In the first portion of novel, Nevare begins to be stripped of everything in his world. His physical fitness, his education, his love, and his family. Disaster after disaster befall him. Although he attempt to make the best of it, and grows into a man, taking charge and better the area around him, he stil loses everything dear to him.
In the second, and longest portion of the novel, Nevare is broken down to the lowest of the low... weak-spirited, reviled, almost friendless, and constantly attempting conform to his destiny as decided on by his father. Even after his father has renounced him, he stuggles to gain his place in this society that he was "born" to have.
Nevare however is meant for other destinies, no matter how he may try to revolt against them. Over and over his defies this new destiny, only to destroy his current life, and everything around him. Guides and mentors are given to him by his destiny, simultaneously giving him insight and providing him an antagonist to fight against. Temptations are thrown at him from both sides. Nevare is cursed to be torn between two world, able to see the good and evil in both, and unable to give himself completely to either one.
The end of the novel is heartbreaking. Nevare is finally able to commit to one side, but the reader's heart aches for him and his fate.

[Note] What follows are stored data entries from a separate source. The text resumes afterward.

//! Configuration for gist.
//!
//! Configuration sources (highest priority first):
//! 1. Environment variables (GIST_HOME, GIST_API_URL, GIST_EXPORT_DIR)
//! 2. Config file (.gist/config.yaml)
//! 3. Defaults (~/.gist, no API URL, exports to the current directory)
//!
//! Config file discovery:
//! - Searches current directory and parents for .gist/config.yaml
//! - Paths in config file are relative to the config file's parent directory

use std::path::{Path, PathBuf};
use std::sync::OnceLock;

use anyhow::{Context, Result};
use serde::Deserialize;

/// Storage key of the single content slot
pub const DEFAULT_STORAGE_KEY: &str = "extracted-content";

/// Global cached configuration (stores Result to handle init errors)
static CONFIG: OnceLock<Result<ResolvedConfig, String>> = OnceLock::new();

/// Raw config file schema (matches YAML structure)
#[derive(Debug, Clone, Deserialize)]
pub struct ConfigFile {
    pub version: String,
    #[serde(default)]
    pub api: ApiConfig,
    #[serde(default)]
    pub paths: PathsConfig,
    #[serde(default)]
    pub storage: StorageConfig,
}

#[derive(Debug, Clone, Default, Deserialize)]
pub struct ApiConfig {
    /// Base URL of the summarization API (`/extract` is appended)
    pub base_url: Option<String>,
}

#[derive(Debug, Clone, Default, Deserialize)]
pub struct PathsConfig {
    /// State directory (relative to .gist/)
    pub home: Option<String>,
    /// Export directory (relative to the project root)
    pub exports: Option<String>,
}

#[derive(Debug, Clone, Default, Deserialize)]
pub struct StorageConfig {
    /// Name of the storage slot
    pub key: Option<String>,
}

/// Resolved configuration with absolute paths
#[derive(Debug, Clone)]
pub struct ResolvedConfig {
    /// Absolute path to gist home (storage slot lives here)
    pub home: PathBuf,
    /// Storage slot key
    pub storage_key: String,
    /// Summarization API base URL, if configured
    pub api_url: Option<String>,
    /// Where export files are written
    pub export_dir: PathBuf,
    /// Path to config file (if found)
    pub config_file: Option<PathBuf>,
}

impl ResolvedConfig {
    /// Path of the JSON file backing the storage slot
    pub fn storage_path(&self) -> PathBuf {
        self.home.join(format!("{}.json", self.storage_key))
    }
}

/// Find config file by searching current directory and parents
fn find_config_file() -> Option<PathBuf> {
    let mut current = std::env::current_dir().ok()?;

    loop {
        let config_path = current.join(".gist").join("config.yaml");
        if config_path.exists() {
            return Some(config_path);
        }

        if !current.pop() {
            break;
        }
    }

    None
}

/// Load and parse config file
fn load_config_file(path: &Path) -> Result<ConfigFile> {
    let content = std::fs::read_to_string(path)
        .with_context(|| format!("Failed to read config file: {}", path.display()))?;

    serde_yaml::from_str(&content)
        .with_context(|| format!("Failed to parse config file: {}", path.display()))
}

/// Resolve a path that may be relative to the config file's parent
fn resolve_path(base: &Path, path_str: &str) -> PathBuf {
    let path = PathBuf::from(path_str);
    if path.is_absolute() {
        path
    } else {
        base.join(path)
            .canonicalize()
            .unwrap_or_else(|_| base.join(path_str))
    }
}

fn env_var(name: &str) -> Option<String> {
    std::env::var(name).ok().filter(|v| !v.trim().is_empty())
}

/// Merge a parsed config file (if any) with environment overrides
fn resolve(config_path: Option<&Path>, file: Option<ConfigFile>) -> Result<ResolvedConfig> {
    let default_home = dirs::home_dir()
        .context("Failed to determine home directory")?
        .join(".gist");
    let file = file.unwrap_or(ConfigFile {
        version: "1.0".to_string(),
        api: ApiConfig::default(),
        paths: PathsConfig::default(),
        storage: StorageConfig::default(),
    });

    // .gist/ and the project root above it
    let gist_dir = config_path
        .and_then(Path::parent)
        .unwrap_or(Path::new("."));
    let base_dir = gist_dir.parent().unwrap_or(Path::new("."));

    let home = if let Some(env_home) = env_var("GIST_HOME") {
        PathBuf::from(env_home)
    } else if let (Some(home_path), Some(_)) = (&file.paths.home, config_path) {
        resolve_path(gist_dir, home_path)
    } else {
        default_home
    };

    let export_dir = if let Some(env_dir) = env_var("GIST_EXPORT_DIR") {
        PathBuf::from(env_dir)
    } else if let (Some(dir), Some(_)) = (&file.paths.exports, config_path) {
        resolve_path(base_dir, dir)
    } else {
        PathBuf::from(".")
    };

    let api_url = env_var("GIST_API_URL").or(file.api.base_url);

    let storage_key = file
        .storage
        .key
        .filter(|k| !k.trim().is_empty())
        .unwrap_or_else(|| DEFAULT_STORAGE_KEY.to_string());

    Ok(ResolvedConfig {
        home,
        storage_key,
        api_url,
        export_dir,
        config_file: config_path.map(Path::to_path_buf),
    })
}

/// Load configuration from all sources
fn load_config() -> Result<ResolvedConfig> {
    let config_file = find_config_file();

    let parsed = match config_file {
        Some(ref path) => Some(load_config_file(path)?),
        None => None,
    };

    resolve(config_file.as_deref(), parsed)
}

/// Get the global configuration (loads once, then cached)
pub fn config() -> Result<&'static ResolvedConfig> {
    let result = CONFIG.get_or_init(|| load_config().map_err(|e| format!("{:#}", e)));

    match result {
        Ok(config) => Ok(config),
        Err(e) => anyhow::bail!("{}", e),
    }
}

/// Get the storage slot path ($GIST_HOME/<key>.json)
pub fn storage_path() -> Result<PathBuf> {
    Ok(config()?.storage_path())
}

***End of slight spoilers***
I eagerly await the final novel in the trilogy, hoping against hope, that Nevare is redeemed and is rewarded with all he desires (Just like I did with the Farseer trilogy). Unfortunately, I realize that Robin Hobb's trilogies do not usually end that way, and I doubt that the Solder's Son trilogy will be any different. As soon as the third novel is available for pre-order, I will buy it and check constantly on it status, much like I did for this novel.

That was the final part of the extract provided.